(Dataset entries)
=== Section Start ===

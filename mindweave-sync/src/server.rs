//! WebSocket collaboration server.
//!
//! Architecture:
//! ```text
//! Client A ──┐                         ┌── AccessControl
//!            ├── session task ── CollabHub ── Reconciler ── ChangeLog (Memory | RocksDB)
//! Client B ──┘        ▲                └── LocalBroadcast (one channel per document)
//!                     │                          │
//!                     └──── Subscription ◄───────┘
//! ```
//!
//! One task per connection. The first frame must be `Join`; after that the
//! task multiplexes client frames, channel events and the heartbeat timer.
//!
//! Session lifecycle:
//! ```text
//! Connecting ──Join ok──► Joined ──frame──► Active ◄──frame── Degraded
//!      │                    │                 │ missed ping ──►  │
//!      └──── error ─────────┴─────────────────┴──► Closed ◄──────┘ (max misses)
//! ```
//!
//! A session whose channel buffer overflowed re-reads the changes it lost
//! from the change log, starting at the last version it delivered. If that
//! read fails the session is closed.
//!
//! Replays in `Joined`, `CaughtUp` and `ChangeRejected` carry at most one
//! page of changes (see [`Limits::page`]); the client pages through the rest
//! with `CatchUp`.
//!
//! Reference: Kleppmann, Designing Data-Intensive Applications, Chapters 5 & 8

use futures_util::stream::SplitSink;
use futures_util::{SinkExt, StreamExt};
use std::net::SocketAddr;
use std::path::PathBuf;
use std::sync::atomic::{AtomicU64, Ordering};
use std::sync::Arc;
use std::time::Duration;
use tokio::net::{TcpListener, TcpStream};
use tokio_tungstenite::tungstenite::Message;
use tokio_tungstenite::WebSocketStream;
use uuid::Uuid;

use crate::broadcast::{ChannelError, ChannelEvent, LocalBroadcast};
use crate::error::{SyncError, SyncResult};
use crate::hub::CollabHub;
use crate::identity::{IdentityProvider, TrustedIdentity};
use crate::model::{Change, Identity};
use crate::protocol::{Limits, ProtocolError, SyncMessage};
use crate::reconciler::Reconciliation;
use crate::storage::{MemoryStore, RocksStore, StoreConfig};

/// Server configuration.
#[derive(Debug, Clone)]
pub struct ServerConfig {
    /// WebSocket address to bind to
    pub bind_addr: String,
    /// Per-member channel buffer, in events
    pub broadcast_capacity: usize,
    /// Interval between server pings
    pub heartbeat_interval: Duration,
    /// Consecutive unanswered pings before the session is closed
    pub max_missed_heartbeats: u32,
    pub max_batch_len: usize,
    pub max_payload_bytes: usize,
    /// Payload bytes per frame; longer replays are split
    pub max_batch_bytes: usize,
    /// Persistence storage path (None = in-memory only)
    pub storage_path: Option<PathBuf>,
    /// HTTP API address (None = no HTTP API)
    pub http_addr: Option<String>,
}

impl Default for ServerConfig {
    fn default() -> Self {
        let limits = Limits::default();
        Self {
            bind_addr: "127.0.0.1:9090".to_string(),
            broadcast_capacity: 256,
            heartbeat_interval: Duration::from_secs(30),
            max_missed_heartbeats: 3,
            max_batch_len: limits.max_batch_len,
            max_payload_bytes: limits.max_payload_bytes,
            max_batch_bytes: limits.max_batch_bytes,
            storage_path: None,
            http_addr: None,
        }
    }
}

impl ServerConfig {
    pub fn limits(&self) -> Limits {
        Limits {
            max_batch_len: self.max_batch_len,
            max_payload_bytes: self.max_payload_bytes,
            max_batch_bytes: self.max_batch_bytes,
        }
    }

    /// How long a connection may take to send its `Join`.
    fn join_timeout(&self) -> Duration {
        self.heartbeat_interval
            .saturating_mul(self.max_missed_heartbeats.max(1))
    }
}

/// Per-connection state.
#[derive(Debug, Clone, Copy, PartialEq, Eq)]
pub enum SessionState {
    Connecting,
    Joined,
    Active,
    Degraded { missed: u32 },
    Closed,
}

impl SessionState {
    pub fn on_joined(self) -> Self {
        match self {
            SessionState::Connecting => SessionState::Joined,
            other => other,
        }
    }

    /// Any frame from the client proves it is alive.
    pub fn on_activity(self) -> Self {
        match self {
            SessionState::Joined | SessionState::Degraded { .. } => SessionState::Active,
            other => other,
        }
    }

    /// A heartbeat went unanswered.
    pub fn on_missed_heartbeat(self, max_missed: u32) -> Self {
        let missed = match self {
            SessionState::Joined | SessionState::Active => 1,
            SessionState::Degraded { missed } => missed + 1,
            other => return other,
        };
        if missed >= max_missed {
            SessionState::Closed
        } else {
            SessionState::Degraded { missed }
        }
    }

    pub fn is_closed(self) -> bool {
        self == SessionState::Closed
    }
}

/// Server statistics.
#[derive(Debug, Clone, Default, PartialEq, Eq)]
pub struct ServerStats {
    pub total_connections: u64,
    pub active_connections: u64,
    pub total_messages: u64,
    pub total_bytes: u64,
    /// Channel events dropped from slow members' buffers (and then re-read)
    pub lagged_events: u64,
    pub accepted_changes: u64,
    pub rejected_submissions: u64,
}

=== Section End ===

● **WHAT THE TASK ASKS**:
Please output every record exactly as it appears.

● **PROBLEM SOLUTION**:
filename mindweave-sync/src/server.rs
//! WebSocket collaboration server.
//!
//! Architecture:
//! ```text
//! Client A ──┐                         ┌── AccessControl
//!            ├── session task ── CollabHub ── Reconciler ── ChangeLog (Memory | RocksDB)
//! Client B ──┘        ▲                └── LocalBroadcast (one channel per document)
//!                     │                          │
//!                     └──── Subscription ◄───────┘
//! ```
//!
//! One task per connection. The first frame must be `Join`; after that the
//! task multiplexes client frames, channel events and the heartbeat timer.
//!
//! Session lifecycle:
//! ```text
//! Connecting ──Join ok──► Joined ──frame──► Active ◄──frame── Degraded
//!      │                    │                 │ missed ping ──►  │
//!      └──── error ─────────┴─────────────────┴──► Closed ◄──────┘ (max misses)
//! ```
//!
//! A session whose channel buffer overflowed re-reads the changes it lost
//! from the change log, starting at the last version it delivered. If that
//! read fails the session is closed.
//!
//! Replays in `Joined`, `CaughtUp` and `ChangeRejected` carry at most one
//! page of changes (see [`Limits::page`]); the client pages through the rest
//! with `CatchUp`.
//!
//! Reference: Kleppmann, Designing Data-Intensive Applications, Chapters 5 & 8

use futures_util::stream::SplitSink;
use futures_util::{SinkExt, StreamExt};
use std::net::SocketAddr;
use std::path::PathBuf;
use std::sync::atomic::{AtomicU64, Ordering};
use std::sync::Arc;
use std::time::Duration;
use tokio::net::{TcpListener, TcpStream};
use tokio_tungstenite::tungstenite::Message;
use tokio_tungstenite::WebSocketStream;
use uuid::Uuid;

use crate::broadcast::{ChannelError, ChannelEvent, LocalBroadcast};
use crate::error::{SyncError, SyncResult};
use crate::hub::CollabHub;
use crate::identity::{IdentityProvider, TrustedIdentity};
use crate::model::{Change, Identity};
use crate::protocol::{Limits, ProtocolError, SyncMessage};
use crate::reconciler::Reconciliation;
use crate::storage::{MemoryStore, RocksStore, StoreConfig};

/// Server configuration.
#[derive(Debug, Clone)]
pub struct ServerConfig {
    /// WebSocket address to bind to
    pub bind_addr: String,
    /// Per-member channel buffer, in events
    pub broadcast_capacity: usize,
    /// Interval between server pings
    pub heartbeat_interval: Duration,
    /// Consecutive unanswered pings before the session is closed
    pub max_missed_heartbeats: u32,
    pub max_batch_len: usize,
    pub max_payload_bytes: usize,
    /// Payload bytes per frame; longer replays are split
    pub max_batch_bytes: usize,
    /// Persistence storage path (None = in-memory only)
    pub storage_path: Option<PathBuf>,
    /// HTTP API address (None = no HTTP API)
    pub http_addr: Option<String>,
}

impl Default for ServerConfig {
    fn default() -> Self {
        let limits = Limits::default();
        Self {
            bind_addr: "127.0.0.1:9090".to_string(),
            broadcast_capacity: 256,
            heartbeat_interval: Duration::from_secs(30),
            max_missed_heartbeats: 3,
            max_batch_len: limits.max_batch_len,
            max_payload_bytes: limits.max_payload_bytes,
            max_batch_bytes: limits.max_batch_bytes,
            storage_path: None,
            http_addr: None,
        }
    }
}

impl ServerConfig {
    pub fn limits(&self) -> Limits {
        Limits {
            max_batch_len: self.max_batch_len,
            max_payload_bytes: self.max_payload_bytes,
            max_batch_bytes: self.max_batch_bytes,
        }
    }

    /// How long a connection may take to send its `Join`.
    fn join_timeout(&self) -> Duration {
        self.heartbeat_interval
            .saturating_mul(self.max_missed_heartbeats.max(1))
    }
}

/// Per-connection state.
#[derive(Debug, Clone, Copy, PartialEq, Eq)]
pub enum SessionState {
    Connecting,
    Joined,
    Active,
    Degraded { missed: u32 },
    Closed,
}

impl SessionState {
    pub fn on_joined(self) -> Self {
        match self {
            SessionState::Connecting => SessionState::Joined,
            other => other,
        }
    }

    /// Any frame from the client proves it is alive.
    pub fn on_activity(self) -> Self {
        match self {
            SessionState::Joined | SessionState::Degraded { .. } => SessionState::Active,
            other => other,
        }
    }

    /// A heartbeat went unanswered.
    pub fn on_missed_heartbeat(self, max_missed: u32) -> Self {
        let missed = match self {
            SessionState::Joined | SessionState::Active => 1,
            SessionState::Degraded { missed } => missed + 1,
            other => return other,
        };
        if missed >= max_missed {
            SessionState::Closed
        } else {
            SessionState::Degraded { missed }
        }
    }

    pub fn is_closed(self) -> bool {
        self == SessionState::Closed
    }
}

/// Server statistics.
#[derive(Debug, Clone, Default, PartialEq, Eq)]
pub struct ServerStats {
    pub total_connections: u64,
    pub active_connections: u64,
    pub total_messages: u64,
    pub total_bytes: u64,
    /// Channel events dropped from slow members' buffers (and then re-read)
    pub lagged_events: u64,
    pub accepted_changes: u64,
    pub rejected_submissions: u64,
}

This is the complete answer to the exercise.